大袈裟なため息を吐かれる。もう本当に、何が起きているんだろう。私の告白は受け入れられたのだろうか。諏訪くんが好きって言ってくれたような気がしたけど、都合のいい幻聴だろうか。そうだったら何故、諏訪くんの匂いがこんなにするんだろう。

「名字?」

優しく名前を呼ばれて、諏訪くんから離れて顔を上げる。照れた表情の諏訪くんが、私の肩に手を置いて、彼の少しカサついた唇が私の唇に触れた。ぱち、と目が合う。これ以上諏訪くんの近くにいたら爆発する。

「逃げんな!」
「むり、むり!」
「っざっけんな! さっき抱けとか抜かしやがったくせに!」
「ひえっ」

後ずさる私の手を引いて、捕まえられてしまう。諏訪くんは暴れる私をガッチリ固定して、少し乱暴に唇を重ねた。今度のキスは長くて、抵抗も出来なくなる。私が落ち着いてきたのを見計らい、諏訪くんが手を離した。ちゅ、と音がして、改めて私と諏訪くんがキスしているのを実感した。ずっとこうしていたくて、諏訪くんの服をぎゅっと掴む。諏訪くんは私の頬に手を添えると、親指で涙の跡を拭ってくれた。しばらくして唇が離れる。
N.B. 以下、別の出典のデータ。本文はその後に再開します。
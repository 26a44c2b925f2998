//! `Structural` derive implementation.
//!
//! Generates a `shapeq::Structural` impl whose descriptor lists the compared
//! fields in declaration order and whose strategy is a `CompositeComparer`
//! over the same fields. Fieldless enums get a discriminant comparer and a
//! `FixedLayout` impl.
//!
//! # Note
//!
//! The generated code refers to `::shapeq`. Inside `shapeq` itself this
//! resolves through `extern crate self as shapeq`.

use proc_macro::TokenStream;
use proc_macro2::{Span, TokenStream as TokenStream2};
use quote::{format_ident, quote};
use syn::ext::IdentExt;
use syn::{
    parse_macro_input, parse_quote, Data, DataEnum, DeriveInput, Fields, Index, LitStr, Member,
    Type,
};

use crate::utils::{
    has_integer_repr, has_stable_layout, is_skipped, parse_container_options, reject_lifetimes,
    repr_idents, ContainerOptions,
};

/// Main entry point for the Structural derive macro.
pub fn derive_structural(input: TokenStream) -> TokenStream {
    let input = parse_macro_input!(input as DeriveInput);

    match derive_structural_impl(&input) {
        Ok(tokens) => tokens.into(),
        Err(err) => err.to_compile_error().into(),
    }
}

fn derive_structural_impl(input: &DeriveInput) -> syn::Result<TokenStream2> {
    reject_lifetimes(&input.generics)?;
    let options = parse_container_options(input)?;

    match &input.data {
        Data::Struct(data) => derive_struct(input, &data.fields, &options),
        Data::Enum(data) => derive_enum(input, data, &options),
        Data::Union(data) => Err(syn::Error::new_spanned(
            data.union_token,
            "Structural derive does not support unions",
        )),
    }
}

/// A field that takes part in equality and hashing.
struct ComparedField {
    name: LitStr,
    member: Member,
    ty: Type,
}

fn derive_struct(
    input: &DeriveInput,
    fields: &Fields,
    options: &ContainerOptions,
) -> syn::Result<TokenStream2> {
    let name = &input.ident;

    let mut compared = Vec::new();
    let mut any_skipped = false;
    for (index, field) in fields.iter().enumerate() {
        if is_skipped(field)? {
            any_skipped = true;
            continue;
        }
        let (label, member) = match &field.ident {
            Some(ident) => (ident.unraw().to_string(), Member::Named(ident.clone())),
            None => (index.to_string(), Member::Unnamed(Index::from(index))),
        };
        compared.push(ComparedField {
            name: LitStr::new(&label, Span::call_site()),
            member,
            ty: field.ty.clone(),
        });
    }

    let mut generics = input.generics.clone();
    for param in generics.type_params_mut() {
        param.bounds.push(parse_quote!(::shapeq::Structural));
    }
    let (impl_generics, ty_generics, where_clause) = generics.split_for_impl();

    let names: Vec<_> = compared.iter().map(|field| &field.name).collect();
    let types: Vec<_> = compared.iter().map(|field| &field.ty).collect();
    let members: Vec<_> = compared.iter().map(|field| &field.member).collect();

    let session = if compared.is_empty() {
        format_ident!("_session")
    } else {
        format_ident!("session")
    };

    let equatable = options.equatable.then(equatable_hook);

    let (fixed_layout, fixed_layout_impl) = if options.fixed_layout {
        let layout_impl = fixed_layout_struct_impl(input, fields, any_skipped)?;
        (Some(fixed_layout_hook()), layout_impl)
    } else {
        (None, quote! {})
    };

    Ok(quote! {
        impl #impl_generics ::shapeq::Structural for #name #ty_generics #where_clause {
            fn describe() -> ::shapeq::TypeDescriptor {
                ::shapeq::TypeDescriptor::composite::<Self>(::std::vec![
                    #(::shapeq::FieldInfo::of::<#types>(#names)),*
                ])
            }

            fn strategy(
                plan: &::shapeq::StrategyDescriptor,
                #session: &mut ::shapeq::CompileSession,
            ) -> ::core::result::Result<::shapeq::Strategy<Self>, ::shapeq::StructuralError> {
                ::shapeq::CompositeComparer::<Self>::builder(plan)
                    #(.field(#names, #session.handle::<#types>()?, |value| &value.#members))*
                    .finish()
            }

            #equatable

            #fixed_layout
        }

        #fixed_layout_impl
    })
}

/// Padding check and `FixedLayout` impl for `#[structural(fixed_layout)]`.
fn fixed_layout_struct_impl(
    input: &DeriveInput,
    fields: &Fields,
    any_skipped: bool,
) -> syn::Result<TokenStream2> {
    let name = &input.ident;

    if !has_stable_layout(&repr_idents(input)?) {
        return Err(syn::Error::new_spanned(
            name,
            "`fixed_layout` requires #[repr(C)] or #[repr(transparent)]",
        ));
    }
    if !input.generics.params.is_empty() {
        return Err(syn::Error::new_spanned(
            &input.generics,
            "`fixed_layout` is not supported on generic types",
        ));
    }
    if any_skipped {
        return Err(syn::Error::new_spanned(
            name,
            "`fixed_layout` compares every byte; skipped fields are not allowed",
        ));
    }

    let types: Vec<_> = fields.iter().map(|field| &field.ty).collect();
    let message = LitStr::new(
        &format!("`{name}` has padding bytes and cannot be `fixed_layout`"),
        Span::call_site(),
    );

    // SAFETY (of the emitted impl): the const assertion proves the struct
    // has no padding, the where clause proves every field is fixed-layout,
    // and `FixedLayout: Copy` rules out interior mutability.
    Ok(quote! {
        const _: () = ::core::assert!(
            ::core::mem::size_of::<#name>() == 0 #(+ ::core::mem::size_of::<#types>())*,
            #message
        );

        #[allow(unsafe_code)]
        unsafe impl ::shapeq::FixedLayout for #name
        where
            #(#types: ::shapeq::FixedLayout,)*
        {
        }
    })
}

fn derive_enum(
    input: &DeriveInput,
    data: &DataEnum,
    options: &ContainerOptions,
) -> syn::Result<TokenStream2> {
    let name = &input.ident;

    if !input.generics.params.is_empty() {
        return Err(syn::Error::new_spanned(
            &input.generics,
            "Structural derive does not support generic enums",
        ));
    }
    if let Some(variant) = data
        .variants
        .iter()
        .find(|variant| !matches!(variant.fields, Fields::Unit))
    {
        return Err(syn::Error::new_spanned(
            variant,
            "Structural derive supports only fieldless enums",
        ));
    }
    if !has_integer_repr(&repr_idents(input)?) {
        return Err(syn::Error::new_spanned(
            name,
            "Structural enums require an integer representation, e.g. #[repr(u8)]",
        ));
    }

    let equatable = options.equatable.then(equatable_hook);
    let fixed_layout = fixed_layout_hook();

    // SAFETY (of the emitted impl): a fieldless enum with an integer repr is
    // exactly one initialized integer.
    Ok(quote! {
        impl ::shapeq::Structural for #name {
            fn describe() -> ::shapeq::TypeDescriptor {
                ::shapeq::TypeDescriptor::enumeration::<Self>()
            }

            fn strategy(
                plan: &::shapeq::StrategyDescriptor,
                _session: &mut ::shapeq::CompileSession,
            ) -> ::core::result::Result<::shapeq::Strategy<Self>, ::shapeq::StructuralError> {
                ::shapeq::expect_shape(plan, &[::shapeq::TypeShape::Primitive])?;
                ::core::result::Result::Ok(::std::boxed::Box::new(
                    ::shapeq::DiscriminantComparer::new(|value: &Self| *value as u128),
                ))
            }

            #equatable

            #fixed_layout
        }

        #[allow(unsafe_code)]
        unsafe impl ::shapeq::FixedLayout for #name {}
    })
}

fn equatable_hook() -> TokenStream2 {
    quote! {
        fn equatable() -> ::core::option::Option<::shapeq::EquatableOps<Self>> {
            ::core::option::Option::Some(::shapeq::EquatableOps::of())
        }
    }
}

fn fixed_layout_hook() -> TokenStream2 {
    quote! {
        fn fixed_layout() -> ::core::option::Option<::shapeq::RawView<Self>> {
            ::core::option::Option::Some(::shapeq::RawView::of())
        }
    }
}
名残惜しい。

「もっとしたい」
「あんまそういうこと言うんじゃねぇ」
「だって、ずっとしてほしかった」
「煽んな、ヤりたくなんだろーが」
「す、諏訪くんならいい……」
「今日はしねぇよ」
「なんで?」
「……身体目的だと思われたくねーからだよ。ったく、言わせんな」

人間、これ以上熱くなることがあるんだろうかと思うくらい、身体中が火照っている。おそらく今、五十度くらいの熱があるに違いない。
諏訪くんは照れ臭そうに立ち上がると、キッチンへと向かった。

「皿洗っとくから、おめーはちょっと頭冷やしとけ」
「はい……」

流し台に置いたままだったお皿を洗い始めた諏訪くんは、私の家のキッチンには不釣り合いで、妙な感覚がする。
水が流れる音と、バラエティ番組の司会者のコントのような会話劇が意識の外側で流れている。諏訪くんの耳はまだ赤くて、それが今起きたことが現実だということを物語っていた。